Get testing subjects cheaply: I know it sounds like I’m in Google’s pocket, but they have many nonprofit solutions at the right price for smaller nonprofits – free.  One of these is Google Grants, which allows you to use their AdWords solution with in-kind donated advertising.  Get this now, if you don’t have it.  We’ll do a whole week on AdWords at some point, but in the meantime, if you have a form you are testing and you don’t have enough traffic, pause all of your campaigns except the ones directed to that form.  You will get your results a lot more quickly.

Test by year: It’s not an ideal solution, but if you test one thing one year and then another tactic the next year at the same time, you can get a gut feeling as to what is more effective.

Avoid word salad: Consider the time on West Wing (which I remember better than many real-life presidencies) when the Majority Leader who was running for president was asked why he wanted to be president:

 

“The reason I would run, were I to run, is I have a great belief in this country as a country and in this people as a people that go into making this country a nation with the greatest natural resources and population of people, educated people … with the greatest technology of any people of any country in the world, along with the greatest, not the greatest, but very serious problems confronting our people, and I want to be President in order to focus on these problems in a way that uses the energy of our people to move us forward, basically.”

Good writing converts.  Good writing mandates active verbs and few adverbs (my personal crutch).

 

“It’s an adverb, Sam. It’s a lazy tool of a weak mind.”
— Kevin Spacey in Outbreak

Good writing ignores the mission statement, discards stats, eschews your jargon, and touches you in a very personal place.  OK, perhaps not that active a verb.  I’m talking about your heart, you sicko.

Don’t test good copy versus bad copy.  Come up with your best before you test, lest you learn what you already should know.

Conspire.  You have coalition partners and people who are in similar positions around you.  Get out into the big blue room and see what they are doing.  And be generous with your own tests – deposits in the karma bank rarely fail to pay interest.

Finally, embrace the advantage of being small.  As a smaller nonprofit, you are going to have to be smarter about testing than bigger ones.  But you will be able to swing for the fences while they are still trying to get their different versions of teaser copy through the Official Teaser Copy Review Subcommittee.  You can be bold and find your voice honed to what works, rather than what your boss’s boss’s boss’s brother-in-law said you should try out over Thanksgiving dinner.

Tomorrow, we’ll go into some testing modalities that allow you to test things beyond a single communication or theme.

Testing for smaller lists

How to test more than one variable at a time

Yesterday, I articulated why you would want to test more than one variable at a time.  The trick is testing multiple things and still getting results you can act on.  Here’s how to do this without taxing your math skills and without exceeding the capacity of your list.  We’ll talk about mail testing as online testing is far easiest, given instant results, lower testing costs, the ability to see what specific calls to action (i.e., links) are getting the most action, and the ability to sequence tests (e.g., testing a subject line earlier in the day, then rolling out with a winning subject line and two test copy versions in the afternoon).

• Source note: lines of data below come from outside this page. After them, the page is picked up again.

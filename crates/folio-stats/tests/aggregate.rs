//! Integration tests for `Aggregator` using wiremock HTTP mocks.
//!
//! Each test stands up a local mock server so no real network traffic is
//! made. Scenarios cover manual-only platforms, successful extraction,
//! partial extraction, HTTP and transport failures, slow endpoints, concurrent
//! fan-out, and repeated sweeps.

use std::time::{Duration, Instant};

use folio_core::{
    FallbackRecord, FieldMap, PlatformDescriptor, PlatformResult, StatField, StatValue,
};
use folio_stats::{resolve_platform, Aggregator, StatsClient};
use serde_json::json;
use wiremock::matchers::{method, path};
use wiremock::{Mock, MockServer, ResponseTemplate};

/// Builds a `StatsClient` for tests: 2-second timeout, descriptive UA.
fn test_client() -> StatsClient {
    StatsClient::new(2, 2, "folio-test/0.1").expect("failed to build test StatsClient")
}

fn fallback(solved: i64, rank: &str, contests: i64) -> FallbackRecord {
    FallbackRecord {
        questions_solved: Some(StatValue::from(solved)),
        rank: Some(StatValue::from(rank)),
        contests: Some(StatValue::from(contests)),
    }
}

fn descriptor(
    name: &str,
    endpoint: Option<String>,
    field_map: FieldMap,
    fallback: FallbackRecord,
) -> PlatformDescriptor {
    PlatformDescriptor {
        name: name.to_string(),
        endpoint,
        field_map,
        fallback,
    }
}

fn leetcode_map() -> FieldMap {
    FieldMap {
        questions_solved: Some("totalSolved".to_string()),
        rank: Some("ranking".to_string()),
        contests: None,
    }
}

// ---------------------------------------------------------------------------
// Manual-only platforms
// ---------------------------------------------------------------------------

#[tokio::test]
async fn manual_only_platform_equals_fallback_without_error() {
    let fb = fallback(150, "Gold Badge", 1);
    let d = descriptor("HackerRank", None, FieldMap::default(), fb.clone());

    let result = resolve_platform(&test_client(), &d).await;

    assert_eq!(result, PlatformResult::seeded(&fb));
    assert!(result.error.is_none());
}

#[tokio::test]
async fn missing_fallback_fields_are_placeholders() {
    let d = descriptor(
        "Sparse",
        None,
        FieldMap::default(),
        FallbackRecord {
            questions_solved: Some(StatValue::from(3)),
            rank: None,
            contests: None,
        },
    );

    let result = resolve_platform(&test_client(), &d).await;

    assert_eq!(result.questions_solved, StatValue::from(3));
    assert!(result.rank.is_placeholder());
    assert!(result.contests.is_placeholder());
}

// ---------------------------------------------------------------------------
// Successful responses
// ---------------------------------------------------------------------------

#[tokio::test]
async fn successful_response_overrides_mapped_fields() {
    let server = MockServer::start().await;
    Mock::given(method("GET"))
        .and(path("/leetcode"))
        .respond_with(
            ResponseTemplate::new(200)
                .set_body_json(json!({"status": "success", "totalSolved": 512, "ranking": 150_321})),
        )
        .mount(&server)
        .await;

    let d = descriptor(
        "LeetCode",
        Some(format!("{}/leetcode", server.uri())),
        leetcode_map(),
        fallback(400, "~200k", 13),
    );

    let result = resolve_platform(&test_client(), &d).await;

    assert_eq!(result.questions_solved, StatValue::from(512));
    assert_eq!(result.rank, StatValue::from(150_321));
    assert_eq!(result.contests, StatValue::from(13), "unmapped field keeps fallback");
    assert!(result.error.is_none());
}

#[tokio::test]
async fn partial_extraction_keeps_fallback_for_missing_fields() {
    let server = MockServer::start().await;
    Mock::given(method("GET"))
        .and(path("/leetcode"))
        .respond_with(ResponseTemplate::new(200).set_body_json(json!({"ranking": 99_000})))
        .mount(&server)
        .await;

    let d = descriptor(
        "LeetCode",
        Some(format!("{}/leetcode", server.uri())),
        leetcode_map(),
        fallback(400, "~200k", 13),
    );

    let result = resolve_platform(&test_client(), &d).await;

    assert_eq!(result.rank, StatValue::from(99_000));
    assert_eq!(result.questions_solved, StatValue::from(400));
    assert!(result.error.is_none());
}

#[tokio::test]
async fn array_indexed_path_reads_nested_rank() {
    let server = MockServer::start().await;
    Mock::given(method("GET"))
        .and(path("/api/user.info"))
        .respond_with(ResponseTemplate::new(200).set_body_json(json!({
            "status": "OK",
            "result": [{"handle": "someone", "rank": "specialist", "rating": 1450}]
        })))
        .mount(&server)
        .await;

    let d = descriptor(
        "Codeforces",
        Some(format!("{}/api/user.info", server.uri())),
        FieldMap {
            questions_solved: None,
            rank: Some("result[0].rank".to_string()),
            contests: Some(String::new()),
        },
        fallback(250, "Pupil (1300+)", 1),
    );

    let result = resolve_platform(&test_client(), &d).await;

    assert_eq!(result.rank, StatValue::from("specialist"));
    assert_eq!(result.questions_solved, StatValue::from(250));
    assert_eq!(result.contests, StatValue::from(1));
}

#[tokio::test]
async fn empty_result_array_keeps_fallback_rank() {
    let server = MockServer::start().await;
    Mock::given(method("GET"))
        .and(path("/api/user.info"))
        .respond_with(ResponseTemplate::new(200).set_body_json(json!({"result": []})))
        .mount(&server)
        .await;

    let d = descriptor(
        "Codeforces",
        Some(format!("{}/api/user.info", server.uri())),
        FieldMap {
            rank: Some("result[0].rank".to_string()),
            ..FieldMap::default()
        },
        fallback(250, "Pupil (1300+)", 1),
    );

    let result = resolve_platform(&test_client(), &d).await;

    assert_eq!(result.rank, StatValue::from("Pupil (1300+)"));
    assert!(result.error.is_none(), "extraction misses are not errors");
}

// ---------------------------------------------------------------------------
// Failures
// ---------------------------------------------------------------------------

#[tokio::test]
async fn http_500_keeps_fallback_and_records_status() {
    let server = MockServer::start().await;
    Mock::given(method("GET"))
        .and(path("/gfg"))
        .respond_with(ResponseTemplate::new(500).set_body_json(json!({"totalProblemsSolved": 1})))
        .mount(&server)
        .await;

    let fb = fallback(200, "10233", 3);
    let d = descriptor(
        "GeeksforGeeks",
        Some(format!("{}/gfg", server.uri())),
        FieldMap {
            questions_solved: Some("totalProblemsSolved".to_string()),
            ..FieldMap::default()
        },
        fb.clone(),
    );

    let result = resolve_platform(&test_client(), &d).await;

    let mut expected = PlatformResult::seeded(&fb);
    expected.error = Some("API fetch failed (Status: 500)".to_string());
    assert_eq!(result, expected, "no extraction may happen on a non-2xx body");
}

#[tokio::test]
async fn http_404_records_status() {
    let server = MockServer::start().await;
    Mock::given(method("GET"))
        .respond_with(ResponseTemplate::new(404))
        .mount(&server)
        .await;

    let d = descriptor(
        "LeetCode",
        Some(format!("{}/missing-user", server.uri())),
        leetcode_map(),
        fallback(400, "~200k", 13),
    );

    let result = resolve_platform(&test_client(), &d).await;

    assert_eq!(
        result.error.as_deref(),
        Some("API fetch failed (Status: 404)")
    );
    assert_eq!(result.questions_solved, StatValue::from(400));
}

#[tokio::test]
async fn malformed_body_is_a_fetch_failure() {
    let server = MockServer::start().await;
    Mock::given(method("GET"))
        .and(path("/leetcode"))
        .respond_with(ResponseTemplate::new(200).set_body_string("<html>Application Error</html>"))
        .mount(&server)
        .await;

    let fb = fallback(400, "~200k", 13);
    let d = descriptor(
        "LeetCode",
        Some(format!("{}/leetcode", server.uri())),
        leetcode_map(),
        fb.clone(),
    );

    let result = resolve_platform(&test_client(), &d).await;

    assert_eq!(result.error.as_deref(), Some("Failed to fetch data"));
    assert_eq!(result.questions_solved, StatValue::from(400));
    assert_eq!(result.rank, StatValue::from("~200k"));
}

#[tokio::test]
async fn unreachable_endpoint_is_a_fetch_failure() {
    let d = descriptor(
        "LeetCode",
        Some("http://127.0.0.1:1/stats".to_string()),
        leetcode_map(),
        fallback(400, "~200k", 13),
    );

    let result = resolve_platform(&test_client(), &d).await;

    assert_eq!(result.error.as_deref(), Some("Failed to fetch data"));
    assert_eq!(result.get(StatField::QuestionsSolved), &StatValue::from(400));
}

// ---------------------------------------------------------------------------
// Sweeps
// ---------------------------------------------------------------------------

#[tokio::test]
async fn sweep_publishes_every_platform_despite_failures() {
    let server = MockServer::start().await;
    Mock::given(method("GET"))
        .and(path("/ok"))
        .respond_with(ResponseTemplate::new(200).set_body_json(json!({"totalSolved": 10, "ranking": 5})))
        .mount(&server)
        .await;
    Mock::given(method("GET"))
        .and(path("/broken"))
        .respond_with(ResponseTemplate::new(503))
        .mount(&server)
        .await;

    let descriptors = vec![
        descriptor(
            "Ok",
            Some(format!("{}/ok", server.uri())),
            leetcode_map(),
            fallback(1, "a", 1),
        ),
        descriptor(
            "Broken",
            Some(format!("{}/broken", server.uri())),
            leetcode_map(),
            fallback(2, "b", 2),
        ),
        descriptor("Manual", None, FieldMap::default(), fallback(3, "c", 3)),
    ];

    let stats = Aggregator::new(test_client()).aggregate(&descriptors).await;

    assert_eq!(stats.len(), 3);
    assert_eq!(stats.error_count(), 1);

    let ok = stats.get("Ok").expect("Ok result");
    assert_eq!(ok.questions_solved, StatValue::from(10));
    assert!(ok.error.is_none());

    let broken = stats.get("Broken").expect("Broken result");
    assert_eq!(broken.questions_solved, StatValue::from(2));
    assert_eq!(
        broken.error.as_deref(),
        Some("API fetch failed (Status: 503)")
    );

    let manual = stats.get("Manual").expect("Manual result");
    assert_eq!(manual, &PlatformResult::seeded(&fallback(3, "c", 3)));
}

#[tokio::test]
async fn total_network_failure_still_yields_complete_fallback_mapping() {
    let descriptors = vec![
        descriptor(
            "A",
            Some("http://127.0.0.1:1/a".to_string()),
            leetcode_map(),
            fallback(1, "a", 1),
        ),
        descriptor(
            "B",
            Some("http://127.0.0.1:1/b".to_string()),
            leetcode_map(),
            fallback(2, "b", 2),
        ),
    ];

    let stats = Aggregator::new(test_client()).aggregate(&descriptors).await;

    assert_eq!(stats.len(), 2);
    assert_eq!(stats.error_count(), 2);
    for (name, result) in stats.iter() {
        assert!(!result.questions_solved.is_placeholder(), "{name} lost its fallback");
    }
}

#[tokio::test]
async fn slow_endpoint_times_out_without_affecting_others() {
    let server = MockServer::start().await;
    Mock::given(method("GET"))
        .and(path("/slow"))
        .respond_with(
            ResponseTemplate::new(200)
                .set_body_json(json!({"totalSolved": 999}))
                .set_delay(Duration::from_secs(10)),
        )
        .mount(&server)
        .await;
    Mock::given(method("GET"))
        .and(path("/fast"))
        .respond_with(ResponseTemplate::new(200).set_body_json(json!({"totalSolved": 42})))
        .mount(&server)
        .await;

    let client = StatsClient::new(1, 1, "folio-test/0.1").expect("client");
    let descriptors = vec![
        descriptor(
            "Slow",
            Some(format!("{}/slow", server.uri())),
            leetcode_map(),
            fallback(7, "slow", 0),
        ),
        descriptor(
            "Fast",
            Some(format!("{}/fast", server.uri())),
            leetcode_map(),
            fallback(1, "fast", 0),
        ),
    ];

    let started = Instant::now();
    let stats = Aggregator::new(client).aggregate(&descriptors).await;
    let elapsed = started.elapsed();

    assert!(
        elapsed < Duration::from_secs(5),
        "sweep should be bounded by the request timeout, took {elapsed:?}"
    );

    let fast = stats.get("Fast").expect("Fast result");
    assert_eq!(fast.questions_solved, StatValue::from(42));
    assert!(fast.error.is_none());

    let slow = stats.get("Slow").expect("Slow result");
    assert_eq!(slow.questions_solved, StatValue::from(7));
    assert_eq!(slow.error.as_deref(), Some("Failed to fetch data"));
}

#[tokio::test]
async fn sweep_fetches_platforms_concurrently() {
    const PLATFORMS: u32 = 5;
    const DELAY: Duration = Duration::from_millis(800);

    let server = MockServer::start().await;
    Mock::given(method("GET"))
        .respond_with(
            ResponseTemplate::new(200)
                .set_body_json(json!({"totalSolved": 5, "ranking": 9}))
                .set_delay(DELAY),
        )
        .expect(u64::from(PLATFORMS))
        .mount(&server)
        .await;

    let descriptors: Vec<PlatformDescriptor> = (0..PLATFORMS)
        .map(|i| {
            descriptor(
                &format!("P{i}"),
                Some(format!("{}/p{i}", server.uri())),
                leetcode_map(),
                fallback(0, "none", 0),
            )
        })
        .collect();

    let started = Instant::now();
    let stats = Aggregator::new(test_client()).aggregate(&descriptors).await;
    let elapsed = started.elapsed();

    assert!(
        elapsed < DELAY * 3,
        "requests should overlap; {PLATFORMS} delayed fetches took {elapsed:?}"
    );
    assert_eq!(stats.len(), PLATFORMS as usize);
    assert_eq!(stats.error_count(), 0);
    for (name, result) in stats.iter() {
        assert_eq!(result.questions_solved, StatValue::from(5), "{name}");
    }
}

#[tokio::test]
async fn repeated_sweeps_are_identical_and_refetch() {
    let server = MockServer::start().await;
    Mock::given(method("GET"))
        .and(path("/leetcode"))
        .respond_with(ResponseTemplate::new(200).set_body_json(json!({"totalSolved": 77, "ranking": 3})))
        .expect(2)
        .mount(&server)
        .await;

    let descriptors = vec![
        descriptor(
            "LeetCode",
            Some(format!("{}/leetcode", server.uri())),
            leetcode_map(),
            fallback(400, "~200k", 13),
        ),
        descriptor("HackerRank", None, FieldMap::default(), fallback(150, "Gold", 1)),
    ];

    let aggregator = Aggregator::new(test_client());
    let first = aggregator.aggregate(&descriptors).await;
    let second = aggregator.aggregate(&descriptors).await;

    assert_eq!(first, second);
    // `expect(2)` is verified when the mock server drops: no caching between sweeps.
}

Let’s look at a simple testing matrix, where you would want to test two variables (let’s say envelope and copy) with two options each.  It’s easy enough to do the multiplication and say that, for a “test one variable at a time” approach, you would want four test cells; let’s call them A1, A2, B1, and B2.

Copy 1 Copy 2
Envelope A
Envelope B

By testing every option, you get the best testing results.  Likewise, you can see intuitively that no two testing cells will give you full results: if you tested A1 and B2, for example, if B2 did better than A1, you wouldn’t know whether it was envelope B or copy 2 (or both) that caused the lift.  And any other combination would not test both variables.

But three testing cells will get you the data you need.  Let’s say you did not test cell B2 and get the following results:

Copy 1 Copy 2
Envelope A  $.50  $.75
Envelope B  $1.00  ?

Here, you can see envelope B did 50% better on a gross per piece basis than envelope A when it had copy 1.  You can also see that copy 2 did 100% better than copy 1 when in envelope A.  From this, you can deduce that B2, which wasn’t tested, would have the best results at about $1.50 gross per piece.  This is because that is both 50% better than B1 (the result of the envelope lift) and 100% better than A2 (the result of the copy lift).

And if you ever do have results this clean, please let me know about them.

This is just a 2 x 2 matrix, but it illustrates a point that will apply to greater multivariate testing – any time you have significant results in three out of four of a 2×2 matrix, you can deduce the fourth.  I call this the testing L because of the shape it makes on your testing matrix.  All you need to do is to iterate a traditional A/B test and you can get a robust testing strategy.Let’s say you want to test three envelopes and three sets of copy.  Here you would only need five intersections instead of the nine you might expect:

Copy 1 Copy 2 Copy 3
Envelope A  X  X
Envelope B  X  X
Envelope C  X

You can see how the L technique would help you determine the remaining blank cells one at a time.

What if you wanted to add another dimension?  In addition to your three envelopes and three sets of copy, you’d like to also test three ask strings, for example.  Here, you’d only need to test both ask strings as a replacement for the existing ask string.  So to the above testing matrix, where you are testing:

A1$ (where $ is the existing ask string)
A2$
B2$
B3$
C3$

Adding, say, A2+ and B3% would give you an L over this new dimension (remembering that you were able to solve for the entire testing matrix in two dimensions).  If you were to try to test all 27 possible combinations with a quantity of 25,000 each, that would be a prohibitive 675,000 mailings.  This makes it a much more manageable 175,000 people.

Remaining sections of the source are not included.